President Trump on Thursday called the opioid abuse epidemic a national public health emergency.

"The opioid crisis is an emergency, and I’m saying officially right now it is an emergency," Trump said to reporters from his Bedminster, N.J., golf course. "It’s a national emergency. We’re going to spend a lot of time, a lot of effort and a lot of money on the opioid crisis."

The statement follows recommendations made in an interim report prepared by the White House's Commission on Combating Drug Addiction and the Opioid Crisis and released earlier this week. Paperwork needed to be filed before the emergency declaration would take effect.

Bucks County District Attorney Matthew Weintraub welcomed the additional support for the crisis, saying the community will take all the help it can get.

"We've known that this has reached emergency proportions for quite some time," Weintraub said, "and if President Trump calling a state of a emergency means we can devote more attention to eradicate this scourge then I'm all for it."

A bipartisan congressional task force concentrating on heroin and opioid abuse supported the commission's findings and called on Trump to follow the recommendations in the report.

"There are few issues more pressing in our own neighborhoods than the devastation caused by the growing epidemic of opioid and drug abuse,” said Congressman Brian Fitzpatrick, R-8, of Middletown, who serves as vice-chairman of the Bipartisan Heroin Task Force. "While community groups, local government and law enforcement have undertaken the herculean challenge of addressing this issue from all its sides, it is clear there is a crucial role for Congress to play in supporting and expanding these efforts."

The commission, formed in March via executive order by Trump, published an interim status report that detailed several recommendations for the executive branch. According to the report, 142 people die every day from opioid overdoses, or the equivalent of the number of Sept. 11, 2001, fatalities every three weeks.

An emergency declaration can "empower (the) cabinet to take bold steps and would force Congress to focus on funding and empowering the executive branch even further to deal with this loss of life," the report says. "It would also awaken every American to this simple fact: if this scourge has not found you or your family yet, without bold action by everyone, it soon will."

The task force and the opioid commission shared similar solutions for further treating and preventing addiction. 

Waiver approvals from the president to all 50 states allowing inpatient facilities treating mental disabilities, including substance use disorder, to access Medicaid funds would dramatically increase treatment options, the report says.

The Medicaid Institutions for Mental Diseases prohibits federal funding for residential treatment facilities with more than 16 beds that treat mental illness primarily. Lifting the rule was urged by every governor and treatment providers the commission members spoke to.
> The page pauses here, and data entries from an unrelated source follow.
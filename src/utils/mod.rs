// Utility functions

pub mod logger;
pub mod retry;

pub use logger::*;
pub use retry::*;
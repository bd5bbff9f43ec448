// Logger initialization

use tracing_appender::non_blocking::WorkerGuard;
use tracing_subscriber::{layer::SubscriberExt, util::SubscriberInitExt, EnvFilter};

use crate::config::LogConfig;

const DEFAULT_FILTER: &str = "knowledge_ingest=debug,tower_http=debug,axum=debug";

/// Install the global subscriber. When a log directory is configured a daily
/// rolling file layer is added; keep the returned guard alive for the life of
/// the process so buffered lines are flushed.
pub fn init_logger(config: &LogConfig) -> Option<WorkerGuard> {
    let filter = EnvFilter::try_from_default_env().unwrap_or_else(|_| DEFAULT_FILTER.into());

    match &config.directory {
        Some(directory) => {
            let appender = tracing_appender::rolling::daily(directory, "knowledge-ingest.log");
            let (writer, guard) = tracing_appender::non_blocking(appender);

            tracing_subscriber::registry()
                .with(filter)
                .with(tracing_subscriber::fmt::layer())
                .with(tracing_subscriber::fmt::layer().with_ansi(false).with_writer(writer))
                .init();

            Some(guard)
        }
        None => {
            tracing_subscriber::registry()
                .with(filter)
                .with(tracing_subscriber::fmt::layer())
                .init();

            None
        }
    }
}
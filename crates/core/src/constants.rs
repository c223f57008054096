//! Constants used throughout the core crate.

/// Number of records the history keeps when no capacity is configured.
pub const DEFAULT_HISTORY_CAPACITY: usize = 50;

/// Storage key under which the history envelope is persisted.
pub const HISTORY_STORAGE_KEY: &str = "rda_history";

/// Format version written into the persisted history envelope.
pub const HISTORY_FORMAT_VERSION: u32 = 1;

/// Longest conversation (in characters) accepted for analysis by default.
pub const DEFAULT_MAX_PROTOCOL_LENGTH: usize = 15_000;

/// Score at or above which a record is reported as toxic.
pub const DEFAULT_TOXICITY_THRESHOLD: u8 = 70;

/// Default directory for persisted data when no explicit directory is configured.
pub const DEFAULT_DATA_DIR: &str = "rda_data";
"This is the single fastest way to increase treatment availability across the nation," the report says.

Fitzpatrick introduced the Road to Recovery Act in June that would permanently reverse the decades-old restriction on Medicaid, but the bill hasn't moved from the House Energy and Commerce Committee. 


By declaring a state of emergency, the report says, Trump could empower Health and Human Services Secretary Tom Price to grant waivers in lieu of legislation.

The commission and the task force both agree that better education would prevent physicians from overprescribing painkillers, the most common gateway to opioid addiction.

Classes at medical and dental schools and continuing education courses should fully train health care providers on how to prescribe opioids safely and to recognize signs of substance use disorder, the report says. 

Federal agencies can help increase the use of medication-assisted treatment for addiction, such as methadone and buprenorphine, the report says. Officials at the Centers for Medicare and Medicaid Services can write a letter to state health officials requesting Medicaid programs cover all such FDA-approved drugs.

The Department of Justice can also work with HHS and state correctional departments to ensure prisoners with opioid addictions have more access to the rehab medications.

The commission and the strike force also recommend increased availability of naloxone, an overdose counteragent commonly known by the brand name Narcan, and more funding to develop fentanyl-detecting sensors to prevent the powerful opioid synthetic from either crossing the U.S. border or getting sent through the mail.